Write out each line of the entries exactly, starting at the first and finishing with the line that contains "async fn next_update(stream: &mut".
──────── Exercise data
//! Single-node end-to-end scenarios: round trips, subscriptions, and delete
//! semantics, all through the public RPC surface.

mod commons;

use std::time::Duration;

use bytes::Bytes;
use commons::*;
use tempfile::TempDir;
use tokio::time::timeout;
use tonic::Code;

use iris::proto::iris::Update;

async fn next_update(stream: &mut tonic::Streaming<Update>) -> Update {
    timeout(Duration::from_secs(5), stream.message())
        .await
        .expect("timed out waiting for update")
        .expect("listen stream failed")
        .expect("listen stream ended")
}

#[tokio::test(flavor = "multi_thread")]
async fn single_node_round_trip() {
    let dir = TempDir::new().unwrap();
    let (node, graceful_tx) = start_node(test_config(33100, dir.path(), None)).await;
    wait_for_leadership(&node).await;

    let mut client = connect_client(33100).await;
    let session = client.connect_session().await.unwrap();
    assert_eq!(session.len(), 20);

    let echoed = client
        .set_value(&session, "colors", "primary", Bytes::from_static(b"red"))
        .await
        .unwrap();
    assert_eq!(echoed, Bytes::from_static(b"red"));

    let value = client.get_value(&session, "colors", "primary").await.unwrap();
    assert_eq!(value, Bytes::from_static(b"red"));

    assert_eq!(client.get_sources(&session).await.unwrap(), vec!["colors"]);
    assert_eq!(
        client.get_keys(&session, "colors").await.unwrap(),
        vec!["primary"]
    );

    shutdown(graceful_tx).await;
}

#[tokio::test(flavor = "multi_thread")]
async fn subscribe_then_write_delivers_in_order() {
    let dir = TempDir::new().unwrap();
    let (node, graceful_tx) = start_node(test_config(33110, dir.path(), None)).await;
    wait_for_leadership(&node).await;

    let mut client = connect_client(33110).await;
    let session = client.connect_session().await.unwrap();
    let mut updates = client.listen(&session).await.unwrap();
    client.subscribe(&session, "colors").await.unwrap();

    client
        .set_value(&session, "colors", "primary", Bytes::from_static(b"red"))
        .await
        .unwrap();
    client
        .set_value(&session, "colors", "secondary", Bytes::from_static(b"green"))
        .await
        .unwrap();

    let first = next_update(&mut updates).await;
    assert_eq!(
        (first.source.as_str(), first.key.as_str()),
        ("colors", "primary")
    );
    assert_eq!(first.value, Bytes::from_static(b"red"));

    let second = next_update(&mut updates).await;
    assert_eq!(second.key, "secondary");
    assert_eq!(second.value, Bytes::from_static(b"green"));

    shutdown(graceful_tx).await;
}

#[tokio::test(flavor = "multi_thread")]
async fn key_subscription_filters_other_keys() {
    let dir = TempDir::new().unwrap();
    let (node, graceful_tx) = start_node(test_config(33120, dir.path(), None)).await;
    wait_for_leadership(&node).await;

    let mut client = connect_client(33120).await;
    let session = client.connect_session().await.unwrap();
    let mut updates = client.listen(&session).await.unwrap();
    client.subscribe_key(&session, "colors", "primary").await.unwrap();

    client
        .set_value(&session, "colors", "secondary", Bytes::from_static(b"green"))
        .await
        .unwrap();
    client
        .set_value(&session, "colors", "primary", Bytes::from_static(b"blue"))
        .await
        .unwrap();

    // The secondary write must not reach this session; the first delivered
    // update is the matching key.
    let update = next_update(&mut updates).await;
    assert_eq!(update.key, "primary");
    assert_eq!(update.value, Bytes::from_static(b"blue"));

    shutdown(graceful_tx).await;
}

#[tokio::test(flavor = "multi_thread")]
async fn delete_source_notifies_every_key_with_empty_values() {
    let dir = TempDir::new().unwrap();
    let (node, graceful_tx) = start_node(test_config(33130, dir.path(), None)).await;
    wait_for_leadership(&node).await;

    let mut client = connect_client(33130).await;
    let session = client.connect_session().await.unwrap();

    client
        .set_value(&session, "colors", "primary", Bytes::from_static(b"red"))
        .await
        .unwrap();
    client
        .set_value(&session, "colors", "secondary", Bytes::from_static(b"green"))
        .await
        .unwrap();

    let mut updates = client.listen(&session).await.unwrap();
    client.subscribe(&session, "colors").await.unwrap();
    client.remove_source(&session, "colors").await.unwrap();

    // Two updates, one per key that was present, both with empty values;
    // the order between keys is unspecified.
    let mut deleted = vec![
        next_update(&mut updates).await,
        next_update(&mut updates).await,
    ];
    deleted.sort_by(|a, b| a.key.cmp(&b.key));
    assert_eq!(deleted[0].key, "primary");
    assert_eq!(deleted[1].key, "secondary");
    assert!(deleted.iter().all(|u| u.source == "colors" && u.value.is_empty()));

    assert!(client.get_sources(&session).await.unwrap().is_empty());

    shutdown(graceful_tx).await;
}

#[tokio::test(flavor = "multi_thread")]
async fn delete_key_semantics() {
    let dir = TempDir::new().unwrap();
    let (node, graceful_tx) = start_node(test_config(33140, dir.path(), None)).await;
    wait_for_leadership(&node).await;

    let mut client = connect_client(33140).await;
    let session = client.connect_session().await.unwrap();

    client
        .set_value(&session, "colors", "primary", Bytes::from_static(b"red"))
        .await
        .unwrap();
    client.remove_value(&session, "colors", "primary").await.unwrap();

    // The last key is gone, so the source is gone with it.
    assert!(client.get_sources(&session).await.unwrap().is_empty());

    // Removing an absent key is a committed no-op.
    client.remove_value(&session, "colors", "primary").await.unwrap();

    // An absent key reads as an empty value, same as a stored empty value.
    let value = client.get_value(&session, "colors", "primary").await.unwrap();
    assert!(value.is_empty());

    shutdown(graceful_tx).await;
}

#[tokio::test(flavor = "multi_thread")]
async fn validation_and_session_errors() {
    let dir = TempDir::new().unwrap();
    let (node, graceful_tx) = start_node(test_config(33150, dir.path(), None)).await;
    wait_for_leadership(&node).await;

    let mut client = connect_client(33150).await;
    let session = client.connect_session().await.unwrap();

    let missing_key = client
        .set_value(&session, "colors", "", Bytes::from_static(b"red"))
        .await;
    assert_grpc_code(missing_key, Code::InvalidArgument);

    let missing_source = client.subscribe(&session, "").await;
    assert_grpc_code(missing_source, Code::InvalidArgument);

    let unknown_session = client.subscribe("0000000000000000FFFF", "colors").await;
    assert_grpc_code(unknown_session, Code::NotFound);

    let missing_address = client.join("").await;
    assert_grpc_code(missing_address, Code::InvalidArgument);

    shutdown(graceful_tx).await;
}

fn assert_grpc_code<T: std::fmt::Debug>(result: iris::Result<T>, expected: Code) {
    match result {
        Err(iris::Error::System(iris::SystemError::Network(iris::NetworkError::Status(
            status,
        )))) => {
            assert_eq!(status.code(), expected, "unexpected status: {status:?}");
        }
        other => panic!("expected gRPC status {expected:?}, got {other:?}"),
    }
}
────────────────
▶ Exercise solution
//! Single-node end-to-end scenarios: round trips, subscriptions, and delete
//! semantics, all through the public RPC surface.

mod commons;

use std::time::Duration;

use bytes::Bytes;
use commons::*;
use tempfile::TempDir;
use tokio::time::timeout;
use tonic::Code;

use iris::proto::iris::Update;

async fn next_update(stream: &mut tonic::Streaming<Update>) -> Update {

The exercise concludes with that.